Provided material
◆ ◆ ◆ ◆ ◆

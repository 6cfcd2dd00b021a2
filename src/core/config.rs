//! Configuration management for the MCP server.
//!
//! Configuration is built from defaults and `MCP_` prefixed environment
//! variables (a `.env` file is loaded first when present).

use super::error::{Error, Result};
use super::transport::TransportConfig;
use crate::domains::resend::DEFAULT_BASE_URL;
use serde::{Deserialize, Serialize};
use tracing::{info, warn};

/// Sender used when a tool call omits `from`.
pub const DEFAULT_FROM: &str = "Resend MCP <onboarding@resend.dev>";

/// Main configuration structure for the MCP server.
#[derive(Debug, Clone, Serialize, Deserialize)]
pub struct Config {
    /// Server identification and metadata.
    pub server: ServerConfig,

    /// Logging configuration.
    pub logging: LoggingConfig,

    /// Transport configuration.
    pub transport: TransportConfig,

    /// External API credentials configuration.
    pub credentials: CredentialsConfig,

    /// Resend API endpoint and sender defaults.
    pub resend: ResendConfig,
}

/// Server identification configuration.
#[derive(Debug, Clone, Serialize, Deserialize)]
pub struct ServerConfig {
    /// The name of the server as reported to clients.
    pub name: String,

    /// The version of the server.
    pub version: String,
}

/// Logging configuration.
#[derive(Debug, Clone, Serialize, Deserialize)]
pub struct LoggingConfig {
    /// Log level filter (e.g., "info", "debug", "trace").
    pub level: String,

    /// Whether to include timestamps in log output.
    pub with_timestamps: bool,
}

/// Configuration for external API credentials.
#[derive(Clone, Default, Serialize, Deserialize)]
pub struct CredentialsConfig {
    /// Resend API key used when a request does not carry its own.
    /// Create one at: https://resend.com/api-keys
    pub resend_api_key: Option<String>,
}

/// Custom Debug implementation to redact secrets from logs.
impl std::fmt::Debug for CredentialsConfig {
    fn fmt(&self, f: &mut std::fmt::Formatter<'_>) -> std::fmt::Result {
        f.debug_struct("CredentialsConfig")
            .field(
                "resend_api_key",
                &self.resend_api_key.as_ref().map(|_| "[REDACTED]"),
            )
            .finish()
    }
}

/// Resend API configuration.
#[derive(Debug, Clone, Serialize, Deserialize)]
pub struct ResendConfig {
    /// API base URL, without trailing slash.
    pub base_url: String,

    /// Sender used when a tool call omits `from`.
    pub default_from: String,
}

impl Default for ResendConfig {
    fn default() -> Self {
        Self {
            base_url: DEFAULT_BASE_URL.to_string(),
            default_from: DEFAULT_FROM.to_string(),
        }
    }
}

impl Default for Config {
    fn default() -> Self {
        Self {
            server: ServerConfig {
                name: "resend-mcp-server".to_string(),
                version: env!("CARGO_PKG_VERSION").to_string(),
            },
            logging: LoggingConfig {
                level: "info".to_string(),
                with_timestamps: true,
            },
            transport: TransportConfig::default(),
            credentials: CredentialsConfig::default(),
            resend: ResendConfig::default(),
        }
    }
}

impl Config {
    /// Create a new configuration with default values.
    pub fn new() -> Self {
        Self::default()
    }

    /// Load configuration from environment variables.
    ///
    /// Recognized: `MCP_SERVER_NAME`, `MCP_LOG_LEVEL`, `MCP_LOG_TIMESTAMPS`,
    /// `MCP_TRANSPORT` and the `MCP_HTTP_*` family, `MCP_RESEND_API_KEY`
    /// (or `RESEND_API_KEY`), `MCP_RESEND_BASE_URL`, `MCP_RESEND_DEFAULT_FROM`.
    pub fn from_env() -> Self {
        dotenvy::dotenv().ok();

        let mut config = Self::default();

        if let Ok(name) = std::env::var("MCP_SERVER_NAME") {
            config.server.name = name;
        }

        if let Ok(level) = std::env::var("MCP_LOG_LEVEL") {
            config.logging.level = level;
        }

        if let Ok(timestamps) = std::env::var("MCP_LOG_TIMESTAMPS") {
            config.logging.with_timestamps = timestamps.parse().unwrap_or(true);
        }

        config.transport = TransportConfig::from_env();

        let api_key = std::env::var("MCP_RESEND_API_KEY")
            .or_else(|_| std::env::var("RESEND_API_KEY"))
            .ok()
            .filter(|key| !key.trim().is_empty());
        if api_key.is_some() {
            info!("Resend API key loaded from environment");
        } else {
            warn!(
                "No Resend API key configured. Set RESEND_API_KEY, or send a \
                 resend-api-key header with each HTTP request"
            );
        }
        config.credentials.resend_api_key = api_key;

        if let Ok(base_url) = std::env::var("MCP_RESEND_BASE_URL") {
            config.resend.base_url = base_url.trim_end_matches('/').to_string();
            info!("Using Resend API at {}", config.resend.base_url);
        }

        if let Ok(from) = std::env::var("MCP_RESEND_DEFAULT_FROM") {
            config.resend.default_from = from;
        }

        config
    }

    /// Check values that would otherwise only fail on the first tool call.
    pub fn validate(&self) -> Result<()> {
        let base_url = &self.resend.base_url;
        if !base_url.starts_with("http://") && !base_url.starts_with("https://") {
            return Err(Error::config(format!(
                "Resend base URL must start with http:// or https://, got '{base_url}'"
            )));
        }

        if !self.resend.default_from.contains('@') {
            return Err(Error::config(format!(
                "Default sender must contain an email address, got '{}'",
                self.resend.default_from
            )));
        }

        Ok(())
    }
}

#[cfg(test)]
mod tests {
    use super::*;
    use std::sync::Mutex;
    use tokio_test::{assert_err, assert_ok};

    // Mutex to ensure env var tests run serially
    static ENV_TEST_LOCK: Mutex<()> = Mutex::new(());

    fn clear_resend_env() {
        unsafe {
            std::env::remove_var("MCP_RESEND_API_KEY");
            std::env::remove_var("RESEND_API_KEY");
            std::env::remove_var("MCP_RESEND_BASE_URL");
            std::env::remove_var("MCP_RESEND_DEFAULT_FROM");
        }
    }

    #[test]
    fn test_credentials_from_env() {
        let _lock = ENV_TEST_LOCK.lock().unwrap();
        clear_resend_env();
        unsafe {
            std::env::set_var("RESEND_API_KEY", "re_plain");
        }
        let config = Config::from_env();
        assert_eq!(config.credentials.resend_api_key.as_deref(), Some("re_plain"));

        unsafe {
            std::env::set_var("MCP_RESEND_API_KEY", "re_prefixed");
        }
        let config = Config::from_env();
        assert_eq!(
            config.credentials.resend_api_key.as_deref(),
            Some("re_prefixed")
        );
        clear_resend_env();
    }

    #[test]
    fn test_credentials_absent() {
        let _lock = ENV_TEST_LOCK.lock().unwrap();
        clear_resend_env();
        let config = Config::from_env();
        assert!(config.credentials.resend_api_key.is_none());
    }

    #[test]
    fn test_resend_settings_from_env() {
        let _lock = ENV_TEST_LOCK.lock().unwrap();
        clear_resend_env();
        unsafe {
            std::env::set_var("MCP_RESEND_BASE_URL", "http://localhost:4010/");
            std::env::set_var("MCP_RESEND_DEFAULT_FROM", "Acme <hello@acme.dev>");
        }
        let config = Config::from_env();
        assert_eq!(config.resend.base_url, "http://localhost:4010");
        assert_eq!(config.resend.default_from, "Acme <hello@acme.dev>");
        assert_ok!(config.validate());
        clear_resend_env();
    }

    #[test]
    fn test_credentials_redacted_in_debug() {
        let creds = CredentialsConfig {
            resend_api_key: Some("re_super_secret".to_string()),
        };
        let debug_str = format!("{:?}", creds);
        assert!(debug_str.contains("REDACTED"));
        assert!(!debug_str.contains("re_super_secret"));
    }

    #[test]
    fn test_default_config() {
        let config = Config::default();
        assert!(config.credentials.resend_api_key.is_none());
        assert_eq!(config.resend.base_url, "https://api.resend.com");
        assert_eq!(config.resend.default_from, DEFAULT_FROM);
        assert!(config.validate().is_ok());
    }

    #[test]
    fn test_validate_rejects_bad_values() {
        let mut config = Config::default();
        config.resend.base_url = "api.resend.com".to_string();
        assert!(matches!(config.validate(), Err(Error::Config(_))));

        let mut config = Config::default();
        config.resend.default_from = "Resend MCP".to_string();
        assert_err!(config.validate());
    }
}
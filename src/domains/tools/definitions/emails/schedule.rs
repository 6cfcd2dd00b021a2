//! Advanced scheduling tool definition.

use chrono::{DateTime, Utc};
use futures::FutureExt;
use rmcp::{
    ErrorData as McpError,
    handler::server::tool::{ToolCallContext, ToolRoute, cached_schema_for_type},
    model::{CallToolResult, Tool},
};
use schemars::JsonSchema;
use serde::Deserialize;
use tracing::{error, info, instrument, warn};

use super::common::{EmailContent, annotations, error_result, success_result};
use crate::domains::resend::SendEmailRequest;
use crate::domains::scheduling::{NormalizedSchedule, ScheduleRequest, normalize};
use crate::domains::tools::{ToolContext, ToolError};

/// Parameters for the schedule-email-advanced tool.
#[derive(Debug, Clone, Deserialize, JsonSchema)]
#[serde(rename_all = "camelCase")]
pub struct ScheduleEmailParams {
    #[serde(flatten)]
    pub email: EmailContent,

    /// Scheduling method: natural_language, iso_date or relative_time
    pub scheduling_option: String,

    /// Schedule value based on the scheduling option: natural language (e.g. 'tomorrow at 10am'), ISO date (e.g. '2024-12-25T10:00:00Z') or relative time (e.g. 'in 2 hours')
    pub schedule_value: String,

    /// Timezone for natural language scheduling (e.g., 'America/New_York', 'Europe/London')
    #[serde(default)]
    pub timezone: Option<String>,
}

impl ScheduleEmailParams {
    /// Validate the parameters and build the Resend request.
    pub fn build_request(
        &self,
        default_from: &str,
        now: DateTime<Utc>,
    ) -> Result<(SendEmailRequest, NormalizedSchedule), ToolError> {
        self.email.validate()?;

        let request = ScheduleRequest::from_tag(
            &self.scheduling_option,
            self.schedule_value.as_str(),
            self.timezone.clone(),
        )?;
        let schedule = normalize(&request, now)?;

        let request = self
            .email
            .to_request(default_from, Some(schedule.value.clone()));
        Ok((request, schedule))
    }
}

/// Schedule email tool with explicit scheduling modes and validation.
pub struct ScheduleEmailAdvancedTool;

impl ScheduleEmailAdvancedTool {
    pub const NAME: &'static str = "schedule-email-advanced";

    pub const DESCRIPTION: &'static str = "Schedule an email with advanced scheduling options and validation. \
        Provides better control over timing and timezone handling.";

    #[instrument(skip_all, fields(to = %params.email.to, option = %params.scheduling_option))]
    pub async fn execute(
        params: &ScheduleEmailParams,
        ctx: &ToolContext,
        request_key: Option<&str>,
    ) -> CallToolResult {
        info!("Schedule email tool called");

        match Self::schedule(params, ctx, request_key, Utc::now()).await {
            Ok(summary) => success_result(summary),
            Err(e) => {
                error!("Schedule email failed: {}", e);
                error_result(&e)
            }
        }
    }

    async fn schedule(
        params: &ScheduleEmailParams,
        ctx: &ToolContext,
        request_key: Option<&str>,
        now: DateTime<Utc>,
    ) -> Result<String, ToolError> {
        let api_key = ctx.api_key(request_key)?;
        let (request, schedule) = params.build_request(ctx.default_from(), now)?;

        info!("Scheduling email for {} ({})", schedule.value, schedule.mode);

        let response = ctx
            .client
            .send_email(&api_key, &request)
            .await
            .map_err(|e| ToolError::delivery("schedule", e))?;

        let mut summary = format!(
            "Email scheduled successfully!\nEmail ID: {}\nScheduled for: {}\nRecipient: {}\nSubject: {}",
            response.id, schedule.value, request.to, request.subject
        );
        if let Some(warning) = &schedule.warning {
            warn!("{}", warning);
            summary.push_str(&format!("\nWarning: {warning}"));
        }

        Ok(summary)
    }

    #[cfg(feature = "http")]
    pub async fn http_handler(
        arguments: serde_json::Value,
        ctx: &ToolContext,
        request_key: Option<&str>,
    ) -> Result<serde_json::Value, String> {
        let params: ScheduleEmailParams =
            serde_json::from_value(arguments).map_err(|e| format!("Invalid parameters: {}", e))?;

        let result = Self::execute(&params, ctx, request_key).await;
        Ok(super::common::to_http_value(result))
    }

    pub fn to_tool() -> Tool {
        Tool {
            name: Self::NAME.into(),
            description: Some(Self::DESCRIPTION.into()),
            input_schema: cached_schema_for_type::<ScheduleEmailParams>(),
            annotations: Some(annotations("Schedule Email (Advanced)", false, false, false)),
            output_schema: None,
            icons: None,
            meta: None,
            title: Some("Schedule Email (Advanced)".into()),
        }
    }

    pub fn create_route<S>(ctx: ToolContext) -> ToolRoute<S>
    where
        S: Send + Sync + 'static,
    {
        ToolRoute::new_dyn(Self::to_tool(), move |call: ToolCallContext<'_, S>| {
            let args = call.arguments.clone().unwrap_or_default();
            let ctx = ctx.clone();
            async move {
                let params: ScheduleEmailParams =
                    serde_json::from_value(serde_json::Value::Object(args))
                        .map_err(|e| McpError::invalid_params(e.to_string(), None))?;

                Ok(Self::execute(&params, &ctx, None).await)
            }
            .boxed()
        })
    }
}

◆ ◆ ◆ ◆ ◆

What the task asks
Within the records, filter for lines that contain the word "omits" and show each one.

Solution to the exercise
/// Sender used when a tool call omits `from`.
    /// Sender used when a tool call omits `from`.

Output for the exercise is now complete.